Friday, December 6, 2024

Amogh Sharma's "The Backstage of Democracy"

Amogh Dhar Sharma is a Leverhulme Early Career Fellow in the Oxford Department of International Development at the University of Oxford. He has previously worked as a Departmental Lecturer in Modern South Asia Studies at the Oxford School of Global and Area Studies and as a Stipendiary Lecturer in Politics at the Queen's College, Oxford. His research interests include comparative politics, political communication, and the political economy of development in South Asia.

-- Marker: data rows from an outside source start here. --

//! Per-key async locks.

use std::collections::HashMap;
use std::sync::{Arc, Mutex};
use tokio::sync::OwnedMutexGuard;

/// Hands out one async mutex per key so writers to the same key serialize
/// while writers to other keys run freely.
#[derive(Default)]
pub(crate) struct KeyLocks {
    locks: Mutex<HashMap<String, Arc<tokio::sync::Mutex<()>>>>,
}

impl KeyLocks {
    /// Wait for exclusive access to `key`.
    pub(crate) async fn acquire(&self, key: &str) -> OwnedMutexGuard<()> {
        let lock = {
            let mut map = self.locks.lock().unwrap_or_else(|e| e.into_inner());
            // Drop entries nobody is holding or waiting on
            map.retain(|_, l| Arc::strong_count(l) > 1);
            map.entry(key.to_string()).or_default().clone()
        };
        lock.lock_owned().await
    }

    #[cfg(test)]
    fn len(&self) -> usize {
        self.locks.lock().map(|m| m.len()).unwrap_or(0)
    }
}

#[cfg(test)]
mod tests {
    use super::*;
    use std::time::Duration;

    #[tokio::test]
    async fn same_key_serializes() {
        let locks = Arc::new(KeyLocks::default());
        let guard = locks.acquire("a").await;

        let l = locks.clone();
        let waiter = tokio::spawn(async move {
            let _g = l.acquire("a").await;
        });
        tokio::time::sleep(Duration::from_millis(20)).await;
        assert!(!waiter.is_finished());

        drop(guard);
        waiter.await.unwrap();
    }

    #[tokio::test]
    async fn different_keys_do_not_block() {
        let locks = KeyLocks::default();
        let _a = locks.acquire("a").await;
        let _b = tokio::time::timeout(Duration::from_millis(50), locks.acquire("b"))
            .await
            .expect("unrelated key must not block");
        assert_eq!(locks.len(), 2);
    }

    #[tokio::test]
    async fn released_keys_are_pruned() {
        let locks = KeyLocks::default();
        drop(locks.acquire("a").await);
        drop(locks.acquire("b").await);
        assert_eq!(locks.len(), 1);
    }
}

Sharma applied the "Page 99 Test" to his new book, The Backstage of Democracy: India's Election Campaigns and the People Who Manage Them, and reported the following:
From page 99:
The Computer and the ‘Computer Boys’

After Indira Gandhi’s assassination in October 1984, Rajiv Gandhi was sworn in as the PM, and two months later the party achieved a landslide victory in the general election. Although as the PM, Rajiv Gandhi had less time to devote to managing intra-party affairs, nonetheless data collection and computer-based analysis continued to form the two legs of his plan of professionalising the party. Assisting him in the process was a growing team of advisors comprising technocrats, civil servants and business and media professionals. In his speech at the INC centenary celebrations in Bombay in 1985, Gandhi lashed out at ‘power brokers’ in the INC and promised to purge them to strengthen the party (R. Gandhi 1985). To operationalise this plan, he turned to Sam Pitroda to prepare a detailed vision document charting out the course of reform in the party (Nugent 1990, 64–66; Pitroda and Chanoff 2015, 147). Satyanarayan Gangaram ‘Sam’ Pitroda was an engineer and entrepreneur who had returned to India from the US in the early 1980s. Soon after, he was appointed as Gandhi’s advisor on the government’s ‘technology missions’ and played a major role in India’s telecom revolution. A close confidant of Gandhi till the end, Pitroda also played a crucial role in managing the INC election campaigns in 1989 and 1991 (Merchant 1991, 283; Nugent 1990, 66; Pradhan 1995). Gandhi’s reliance on technocrats like Pitroda, who had no formal associations with the INC, was indicative of his suspicions about the efficacy of most party bureaucrats and his tendency to bypass the party’s organisational machinery in the hopes of eventually reforming it.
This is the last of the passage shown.